╭─ Exercise materials

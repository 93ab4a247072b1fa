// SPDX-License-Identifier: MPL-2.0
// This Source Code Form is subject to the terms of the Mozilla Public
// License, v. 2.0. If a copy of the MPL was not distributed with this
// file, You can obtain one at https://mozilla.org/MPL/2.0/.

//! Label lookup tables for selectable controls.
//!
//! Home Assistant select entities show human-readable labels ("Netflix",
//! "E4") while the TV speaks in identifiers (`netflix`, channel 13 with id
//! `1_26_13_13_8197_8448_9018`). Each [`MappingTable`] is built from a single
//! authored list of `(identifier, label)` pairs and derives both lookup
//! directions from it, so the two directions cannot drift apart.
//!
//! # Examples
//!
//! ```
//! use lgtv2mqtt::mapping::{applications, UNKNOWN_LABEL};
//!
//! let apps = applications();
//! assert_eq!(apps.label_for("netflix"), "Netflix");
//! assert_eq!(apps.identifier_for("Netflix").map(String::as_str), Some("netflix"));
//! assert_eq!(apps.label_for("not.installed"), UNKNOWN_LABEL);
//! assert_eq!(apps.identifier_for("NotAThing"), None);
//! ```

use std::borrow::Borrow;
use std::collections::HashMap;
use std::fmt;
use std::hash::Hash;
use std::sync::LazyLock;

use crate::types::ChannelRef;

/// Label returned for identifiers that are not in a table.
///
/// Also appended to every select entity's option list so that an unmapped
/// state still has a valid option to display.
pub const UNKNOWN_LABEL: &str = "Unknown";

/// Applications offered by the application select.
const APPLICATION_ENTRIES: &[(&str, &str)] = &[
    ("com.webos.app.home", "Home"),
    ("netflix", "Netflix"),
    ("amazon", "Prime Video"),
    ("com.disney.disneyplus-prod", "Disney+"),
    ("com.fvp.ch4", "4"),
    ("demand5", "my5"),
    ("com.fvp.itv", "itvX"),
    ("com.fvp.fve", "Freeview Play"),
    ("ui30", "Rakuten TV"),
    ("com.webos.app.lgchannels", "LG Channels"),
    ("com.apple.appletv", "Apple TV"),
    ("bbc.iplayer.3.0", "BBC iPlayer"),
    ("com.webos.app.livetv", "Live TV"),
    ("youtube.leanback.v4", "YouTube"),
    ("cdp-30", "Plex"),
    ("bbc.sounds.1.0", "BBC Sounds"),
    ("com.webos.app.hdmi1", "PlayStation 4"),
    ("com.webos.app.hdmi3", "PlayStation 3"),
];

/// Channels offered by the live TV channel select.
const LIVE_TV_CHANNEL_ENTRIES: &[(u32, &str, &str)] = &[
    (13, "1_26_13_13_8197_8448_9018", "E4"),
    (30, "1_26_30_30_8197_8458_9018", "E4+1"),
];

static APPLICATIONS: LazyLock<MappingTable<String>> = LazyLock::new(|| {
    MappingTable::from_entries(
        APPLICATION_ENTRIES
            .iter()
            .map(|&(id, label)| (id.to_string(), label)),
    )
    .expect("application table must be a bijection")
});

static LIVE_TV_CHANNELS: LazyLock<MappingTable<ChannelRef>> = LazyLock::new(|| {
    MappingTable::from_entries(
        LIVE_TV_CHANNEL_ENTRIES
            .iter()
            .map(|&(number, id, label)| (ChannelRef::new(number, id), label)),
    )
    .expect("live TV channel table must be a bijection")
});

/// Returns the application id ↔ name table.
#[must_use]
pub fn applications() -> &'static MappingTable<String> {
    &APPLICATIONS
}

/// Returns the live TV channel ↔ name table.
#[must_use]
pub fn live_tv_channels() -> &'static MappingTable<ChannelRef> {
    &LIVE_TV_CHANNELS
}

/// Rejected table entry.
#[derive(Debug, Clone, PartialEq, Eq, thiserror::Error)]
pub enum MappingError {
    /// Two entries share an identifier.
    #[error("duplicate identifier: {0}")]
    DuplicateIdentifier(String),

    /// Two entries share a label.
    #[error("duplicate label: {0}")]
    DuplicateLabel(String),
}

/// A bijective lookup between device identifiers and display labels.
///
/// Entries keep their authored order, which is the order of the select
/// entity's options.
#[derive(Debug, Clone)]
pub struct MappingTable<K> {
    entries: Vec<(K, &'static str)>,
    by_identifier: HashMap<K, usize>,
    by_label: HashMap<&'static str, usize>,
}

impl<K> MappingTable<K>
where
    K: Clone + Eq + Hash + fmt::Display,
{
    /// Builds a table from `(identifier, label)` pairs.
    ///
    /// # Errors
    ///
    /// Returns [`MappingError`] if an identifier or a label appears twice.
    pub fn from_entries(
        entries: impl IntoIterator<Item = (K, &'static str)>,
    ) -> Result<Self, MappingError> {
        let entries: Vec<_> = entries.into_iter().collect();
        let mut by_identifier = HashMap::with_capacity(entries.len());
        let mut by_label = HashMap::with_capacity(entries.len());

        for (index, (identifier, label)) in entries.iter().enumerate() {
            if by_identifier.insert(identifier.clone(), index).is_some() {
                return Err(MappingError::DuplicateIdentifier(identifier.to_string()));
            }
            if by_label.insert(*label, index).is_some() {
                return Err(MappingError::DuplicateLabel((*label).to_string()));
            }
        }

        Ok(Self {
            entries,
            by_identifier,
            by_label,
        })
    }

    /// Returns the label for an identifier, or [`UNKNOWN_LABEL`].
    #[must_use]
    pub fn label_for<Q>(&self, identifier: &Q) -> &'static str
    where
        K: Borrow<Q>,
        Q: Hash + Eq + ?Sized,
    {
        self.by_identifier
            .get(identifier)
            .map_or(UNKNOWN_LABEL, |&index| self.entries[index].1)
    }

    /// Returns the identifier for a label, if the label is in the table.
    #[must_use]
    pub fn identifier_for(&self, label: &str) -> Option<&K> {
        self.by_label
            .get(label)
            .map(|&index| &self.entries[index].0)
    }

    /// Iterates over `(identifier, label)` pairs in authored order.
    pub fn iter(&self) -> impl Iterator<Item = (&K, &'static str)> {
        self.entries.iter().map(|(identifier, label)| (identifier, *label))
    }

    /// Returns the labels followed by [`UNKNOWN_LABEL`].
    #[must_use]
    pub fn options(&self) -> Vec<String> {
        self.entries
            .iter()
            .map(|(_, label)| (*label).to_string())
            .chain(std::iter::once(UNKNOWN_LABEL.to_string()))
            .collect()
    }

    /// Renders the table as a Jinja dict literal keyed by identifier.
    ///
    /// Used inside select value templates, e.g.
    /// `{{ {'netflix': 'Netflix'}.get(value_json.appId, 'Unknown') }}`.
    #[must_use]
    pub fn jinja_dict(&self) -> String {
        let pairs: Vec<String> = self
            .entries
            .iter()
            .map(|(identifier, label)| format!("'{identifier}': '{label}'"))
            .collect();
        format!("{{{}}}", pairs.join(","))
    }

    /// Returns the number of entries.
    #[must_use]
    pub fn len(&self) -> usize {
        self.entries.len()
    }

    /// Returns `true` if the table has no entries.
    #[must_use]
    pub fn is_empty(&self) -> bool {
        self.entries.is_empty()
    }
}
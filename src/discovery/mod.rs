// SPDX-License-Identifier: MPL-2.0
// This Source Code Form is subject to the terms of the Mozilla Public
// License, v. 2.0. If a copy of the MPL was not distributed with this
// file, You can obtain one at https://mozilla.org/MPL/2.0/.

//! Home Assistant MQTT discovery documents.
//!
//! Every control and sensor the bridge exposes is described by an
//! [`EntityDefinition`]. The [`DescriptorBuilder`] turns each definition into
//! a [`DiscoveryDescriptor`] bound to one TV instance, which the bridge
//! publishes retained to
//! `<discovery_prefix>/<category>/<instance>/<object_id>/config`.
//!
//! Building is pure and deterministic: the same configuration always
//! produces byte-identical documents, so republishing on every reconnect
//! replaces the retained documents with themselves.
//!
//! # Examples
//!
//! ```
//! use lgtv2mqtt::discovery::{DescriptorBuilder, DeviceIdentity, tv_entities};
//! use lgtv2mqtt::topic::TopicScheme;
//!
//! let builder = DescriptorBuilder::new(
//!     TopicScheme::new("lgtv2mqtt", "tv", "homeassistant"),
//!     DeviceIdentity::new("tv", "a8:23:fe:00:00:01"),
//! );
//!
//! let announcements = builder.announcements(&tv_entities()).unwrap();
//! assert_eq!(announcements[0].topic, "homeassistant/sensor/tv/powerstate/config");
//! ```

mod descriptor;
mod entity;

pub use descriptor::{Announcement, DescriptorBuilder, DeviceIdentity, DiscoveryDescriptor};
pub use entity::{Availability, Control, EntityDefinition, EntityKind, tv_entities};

╰─

Task instructions »
Say how many lines in the records contain the word "MappingError". Nothing but the number is required.

Task response »
5